What happens when you run manage.py test?

2020-09-05 A tangle of classes

This is a blog post version of the talk I gave at DjangoCon Australia 2020 today. The video is on YouTube and the slides are on GitHub (including full example code).

You run your tests with manage.py test. You know what happens inside your tests, since you write them. But how does the test runner work to execute them, and put the dots, E’s, and F’s on your screen?

When you learn how Django middleware works, you unlock a huge number of use cases, such as changing cookies, setting global headers, and logging requests. Similarly, learning how your tests run will help you customize the process, for example loading tests in a different order, configuring test settings without a separate file, or blocking outgoing HTTP requests.

In this post, we’ll make a vital customization of our test run’s output - we’ll swap the “dots and letters” default style to use emojis to represent test success, failure, etc:

$ python manage.py test
Creating test database for alias 'default'...
System check identified no issues (0 silenced).
💥❎❌⏭✅✅✅✳️

...

----------------------------------------------------------------------
Ran 8 tests in 0.003s

FAILED (failures=1, errors=1, skipped=1, expected failures=1, unexpected successes=1)
Destroying test database for alias 'default'...

But before we can write that, we need to deconstruct the testing process.

Test Output

Let’s investigate the output from a test run. We’ll use a project containing only this vacuous test:

from django.test import TestCase


class ExampleTests(TestCase):
    def test_one(self):
        pass

When we run the tests, we get some familiar output:

$ python manage.py test
Creating test database for alias 'default'...
System check identified no issues (0 silenced).
.
----------------------------------------------------------------------
Ran 1 test in 0.001s

OK
Destroying test database for alias 'default'...

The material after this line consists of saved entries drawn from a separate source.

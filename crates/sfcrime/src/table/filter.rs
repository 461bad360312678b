//! Filter criteria: an inclusive year range plus category and district sets.

use std::collections::BTreeSet;
use std::str::FromStr;

use chrono::Datelike;
use serde::{Deserialize, Serialize};

use super::GenerationParams;
use crate::error::{Error, Result};
use crate::record::{Category, District, IncidentRecord};

/// Inclusive `[min, max]` range of calendar years.
#[derive(Debug, Clone, Copy, PartialEq, Eq, Hash, Serialize, Deserialize)]
pub struct YearRange {
    min: i32,
    max: i32,
}

impl YearRange {
    /// Create a range.
    ///
    /// # Errors
    ///
    /// Returns [`Error::InvalidYearRange`] if `min > max`.
    pub fn new(min: i32, max: i32) -> Result<Self> {
        if min > max {
            return Err(Error::InvalidYearRange { min, max });
        }
        Ok(Self { min, max })
    }

    /// A range covering a single year.
    #[must_use]
    pub fn single(year: i32) -> Self {
        Self {
            min: year,
            max: year,
        }
    }

    /// Lower bound.
    #[must_use]
    pub fn min(&self) -> i32 {
        self.min
    }

    /// Upper bound.
    #[must_use]
    pub fn max(&self) -> i32 {
        self.max
    }

    /// Check if `year` lies within the range.
    #[must_use]
    pub fn contains(&self, year: i32) -> bool {
        (self.min..=self.max).contains(&year)
    }

    /// Check the bounds of a range that bypassed [`YearRange::new`],
    /// e.g. one deserialized from configuration.
    ///
    /// # Errors
    ///
    /// Returns [`Error::InvalidYearRange`] if `min > max`.
    pub fn validate(&self) -> Result<()> {
        Self::new(self.min, self.max).map(|_| ())
    }
}

impl std::fmt::Display for YearRange {
    fn fmt(&self, f: &mut std::fmt::Formatter<'_>) -> std::fmt::Result {
        if self.min == self.max {
            write!(f, "{}", self.min)
        } else {
            write!(f, "{}..{}", self.min, self.max)
        }
    }
}

impl FromStr for YearRange {
    type Err = Error;

    /// Accepts `2021..2024`, `2021..=2024`, `2021-2024` and `2022`.
    fn from_str(s: &str) -> Result<Self> {
        let trimmed = s.trim();
        let parse_year =
            |part: &str| part.trim().parse::<i32>().map_err(|_| Error::YearRangeParse(s.to_string()));

        let bounds = trimmed
            .split_once("..=")
            .or_else(|| trimmed.split_once(".."))
            .or_else(|| trimmed.split_once('-'));

        match bounds {
            Some((lo, hi)) => Self::new(parse_year(lo)?, parse_year(hi)?),
            None => Ok(Self::single(parse_year(trimmed)?)),
        }
    }
}

/// The triple of user selections a table is filtered by.
#[derive(Debug, Clone, PartialEq, Eq, Serialize, Deserialize)]
pub struct FilterCriteria {
    /// Inclusive year range.
    pub years: YearRange,
    /// Selected categories. Empty selects nothing.
    pub categories: BTreeSet<Category>,
    /// Selected districts. Empty selects nothing.
    pub districts: BTreeSet<District>,
}

impl FilterCriteria {
    /// Create criteria from explicit selections.
    pub fn new(
        years: YearRange,
        categories: impl IntoIterator<Item = Category>,
        districts: impl IntoIterator<Item = District>,
    ) -> Self {
        Self {
            years,
            categories: categories.into_iter().collect(),
            districts: districts.into_iter().collect(),
        }
    }

    /// Everything selected: the year span of the generation range and
    /// every label the generator samples from.
    #[must_use]
    pub fn all_for(params: &GenerationParams) -> Self {
        let years = YearRange {
            min: params.start_date.year(),
            max: params.end_date.year().max(params.start_date.year()),
        };
        Self::new(
            years,
            params.categories.iter().copied(),
            params.districts.iter().copied(),
        )
    }

    /// Check if a row satisfies all three predicates.
    #[must_use]
    pub fn matches(&self, record: &IncidentRecord) -> bool {
        self.years.contains(record.date.year())
            && self.categories.contains(&record.category)
            && self.districts.contains(&record.district)
    }
}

To investigate what’s going on, we can ask for more detail by increasing the verbosity to maximum with -v 3:

$ python manage.py test -v 3
Creating test database for alias 'default' ('file:memorydb_default?mode=memory&cache=shared')...
Operations to perform:
  Synchronize unmigrated apps: core
  Apply all migrations: (none)
Synchronizing apps without migrations:
  Creating tables...
    Running deferred SQL...
Running migrations:
  No migrations to apply.
System check identified no issues (0 silenced).
test_one (example.core.tests.test_example.ExampleTests) ... ok

----------------------------------------------------------------------
Ran 1 test in 0.004s

OK
Destroying test database for alias 'default' ('file:memorydb_default?mode=memory&cache=shared')...

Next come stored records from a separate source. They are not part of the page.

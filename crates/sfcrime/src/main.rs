//! `sfcrime` - CLI for the mock crime dashboard data
//!
//! This binary is the presentation layer: it builds a session, runs the
//! requested query and prints the rendered result.

#![warn(missing_debug_implementations)]
#![deny(unsafe_code)]

use std::path::Path;

use anyhow::Context;
use clap::Parser;

use sfcrime::cli::{render, Cli, Command, ConfigCommand, GenerateCommand, QueryCommand};
use sfcrime::{init_logging, Config, Session};

fn main() -> anyhow::Result<()> {
    let cli = Cli::parse();

    // Initialize logging based on verbosity
    init_logging(cli.verbosity());

    // Validation checks its own target, independent of the config in effect
    if let Some(path) = cli.validate_target() {
        return handle_validate(&path);
    }

    // Load configuration
    let config = Config::load_from(cli.config.clone()).context("loading configuration")?;

    match cli.command {
        Command::Generate(cmd) => handle_generate(&config, &cmd),
        Command::Dashboard(cmd) => handle_query(&config, &cmd, true),
        Command::Summary(cmd) => handle_query(&config, &cmd, false),
        Command::Config(cmd) => handle_config(&config, cmd),
    }
}

fn handle_generate(config: &Config, cmd: &GenerateCommand) -> anyhow::Result<()> {
    let params = cmd.generation.apply(config.generation_params());
    let session = Session::new(params).context("generating incident table")?;
    print!("{}", render::records(session.table(), cmd.limit, cmd.format)?);
    Ok(())
}

fn handle_query(config: &Config, cmd: &QueryCommand, full: bool) -> anyhow::Result<()> {
    let params = cmd.generation.apply(config.generation_params());
    let session = Session::new(params).context("generating incident table")?;
    let criteria = cmd
        .filter
        .resolve(config.default_criteria(session.params()));
    let view = session.query(&criteria);

    if full {
        print!("{}", render::dashboard(&view, cmd.format)?);
    } else {
        print!("{}", render::summary(&view.summary, cmd.format)?);
    }
    Ok(())
}

fn handle_validate(path: &Path) -> anyhow::Result<()> {
    println!("Validating configuration: {}", path.display());
    Config::validate_file(path)
        .with_context(|| format!("configuration {} is invalid", path.display()))?;
    println!("Configuration is valid.");
    Ok(())
}

fn handle_config(config: &Config, cmd: ConfigCommand) -> anyhow::Result<()> {
    match cmd {
        ConfigCommand::Show { json } => {
            if json {
                println!("{}", serde_json::to_string_pretty(config)?);
            } else {
                print!("{}", render::config(config)?);
            }
        }
        ConfigCommand::Path => {
            println!("{}", Config::default_config_path().display());
        }
        ConfigCommand::Validate { file } => {
            handle_validate(&file.unwrap_or_else(Config::default_config_path))?;
        }
    }
    Ok(())
}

Okay great, that’s plenty! Let’s take it apart.

The first line, “Creating test database…”, is Django reporting the creation of a test database. If your project uses multiple databases, you’ll see one line per database.

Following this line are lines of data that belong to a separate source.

//! Deterministic generation of the synthetic incident table.
//!
//! The same parameters always produce an identical table: the RNG is a
//! ChaCha8 stream seeded from the configured `u64` seed.

use chrono::NaiveDate;
use rand::{Rng, SeedableRng};
use rand_chacha::ChaCha8Rng;
use serde::{Deserialize, Serialize};
use tracing::debug;

use super::IncidentTable;
use crate::error::{Error, Result};
use crate::record::{Category, District, IncidentRecord};

/// Default number of rows generated per day of the date range.
pub const DEFAULT_ROWS_PER_DAY: usize = 5;

/// Smallest incident count a row can carry.
pub const MIN_INCIDENTS: u32 = 1;

/// Largest incident count a row can carry.
pub const MAX_INCIDENTS: u32 = 9;

/// Inputs to table generation.
#[derive(Debug, Clone, PartialEq, Eq, Serialize, Deserialize)]
pub struct GenerationParams {
    /// RNG seed.
    pub seed: u64,
    /// First day of the date axis (inclusive).
    pub start_date: NaiveDate,
    /// Last day of the date axis (inclusive).
    pub end_date: NaiveDate,
    /// Rows generated per day of the axis.
    pub rows_per_day: usize,
    /// Categories to sample from.
    pub categories: Vec<Category>,
    /// Districts to sample from.
    pub districts: Vec<District>,
}

impl Default for GenerationParams {
    fn default() -> Self {
        Self {
            seed: 0,
            start_date: default_start_date(),
            end_date: default_end_date(),
            rows_per_day: DEFAULT_ROWS_PER_DAY,
            categories: Category::ALL.to_vec(),
            districts: District::ALL.to_vec(),
        }
    }
}

/// 2021-01-01.
#[must_use]
pub fn default_start_date() -> NaiveDate {
    NaiveDate::from_ymd_opt(2021, 1, 1).unwrap_or(NaiveDate::MIN)
}

/// 2024-12-31.
#[must_use]
pub fn default_end_date() -> NaiveDate {
    NaiveDate::from_ymd_opt(2024, 12, 31).unwrap_or(NaiveDate::MAX)
}

impl GenerationParams {
    /// Replace the seed.
    #[must_use]
    pub fn with_seed(mut self, seed: u64) -> Self {
        self.seed = seed;
        self
    }

    /// Replace the date range.
    #[must_use]
    pub fn with_range(mut self, start_date: NaiveDate, end_date: NaiveDate) -> Self {
        self.start_date = start_date;
        self.end_date = end_date;
        self
    }

    /// Check the parameters without generating anything.
    ///
    /// # Errors
    ///
    /// Returns [`Error::InvalidRange`] if the range is inverted and
    /// [`Error::EmptyLabelSet`] if there is nothing to sample from.
    pub fn validate(&self) -> Result<()> {
        if self.end_date < self.start_date {
            return Err(Error::InvalidRange {
                start: self.start_date,
                end: self.end_date,
            });
        }
        if self.categories.is_empty() {
            return Err(Error::EmptyLabelSet { kind: "category" });
        }
        if self.districts.is_empty() {
            return Err(Error::EmptyLabelSet { kind: "district" });
        }
        Ok(())
    }

    /// One entry per day of the inclusive range.
    #[must_use]
    pub fn date_axis(&self) -> Vec<NaiveDate> {
        self.start_date
            .iter_days()
            .take_while(|d| *d <= self.end_date)
            .collect()
    }
}

/// Generate the table described by `params`.
///
/// Each of the `rows_per_day × days` rows independently samples, with
/// replacement, a date from the axis, a category, a district and an
/// incident count in `[MIN_INCIDENTS, MAX_INCIDENTS]`.
///
/// # Errors
///
/// See [`GenerationParams::validate`].
pub fn generate(params: &GenerationParams) -> Result<IncidentTable> {
    params.validate()?;

    let axis = params.date_axis();
    let row_count = params.rows_per_day.saturating_mul(axis.len());
    let mut rng = ChaCha8Rng::seed_from_u64(params.seed);

    let mut rows = Vec::with_capacity(row_count);
    for _ in 0..row_count {
        let date = axis[rng.random_range(0..axis.len())];
        let category = params.categories[rng.random_range(0..params.categories.len())];
        let district = params.districts[rng.random_range(0..params.districts.len())];
        let incidents = rng.random_range(MIN_INCIDENTS..=MAX_INCIDENTS);
        rows.push(IncidentRecord {
            date,
            category,
            district,
            incidents,
        });
    }

    debug!(
        seed = params.seed,
        days = axis.len(),
        rows = rows.len(),
        "generated incident table"
    );
    Ok(IncidentTable::from(rows))
}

I’m using SQLite in this example project, so Django has automatically set mode=memory in the database address. This makes database operations about ten times faster. Other databases like PostgreSQL don’t have such modes, but there are other techniques to run them in-memory.

The second “Operations to perform” line and several following lines are the output of the migrate command on our test databases. This output is identical to what we’d see running manage.py migrate on an empty database. Here I’m using a small project with no migrations - on a typical project you’d see one line for each migration.

After that, we have the line saying “System check identified no issues”. This output is from Django’s system check framework, which runs a number of “preflight checks” to ensure your project is well configured. You can run it alone with manage.py check, and it also runs automatically in most management commands. Typically it’s the first step before a management command, but for tests it’s deferred until after the test databases are ready, since some checks use database connections.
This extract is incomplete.